+++ SOURCE MATERIAL
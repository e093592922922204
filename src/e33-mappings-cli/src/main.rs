mod cli;
mod commands;
mod config;

use anyhow::Result;
use clap::Parser;

use cli::{Cli, Commands};

fn main() -> Result<()> {
    let cli = Cli::parse();

    match cli.command {
        Commands::Generate {
            categories,
            data_dir,
            target,
        } => {
            commands::generate::handle(categories, data_dir, target)?;
        }

        Commands::Configure {
            data_dir,
            target,
            show,
        } => {
            commands::configure::handle(data_dir, target, show)?;
        }

        Commands::List => {
            commands::list::handle()?;
        }
    }

    Ok(())
}
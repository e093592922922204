//! List command handler

use anyhow::Result;

use e33_mappings::Category;

pub fn handle() -> Result<()> {
    println!("{:<16} {:<26} accessor", "category", "artifact");
    for category in Category::ALL {
        let artifact = category.artifact_name();
        println!("{:<16} {:<26} get{}", category.to_string(), artifact, artifact);
    }
    Ok(())
}
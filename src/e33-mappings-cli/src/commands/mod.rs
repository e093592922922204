//! Command handlers for the e33-mappings CLI
//!
//! Each subcommand has its own module with handler functions.

pub mod configure;
pub mod generate;
pub mod list;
++++++
→ **BRIEF**
When the line containing "filename src/e33-mappings-cli/src/commands/mod.rs" is found in the records above, restate it and every later line word for word through the last one, and nothing more.

→ **WRITTEN REPLY**
filename src/e33-mappings-cli/src/commands/mod.rs
repository e093592922922204
//! Command handlers for the e33-mappings CLI
//!
//! Each subcommand has its own module with handler functions.

pub mod configure;
pub mod generate;
pub mod list;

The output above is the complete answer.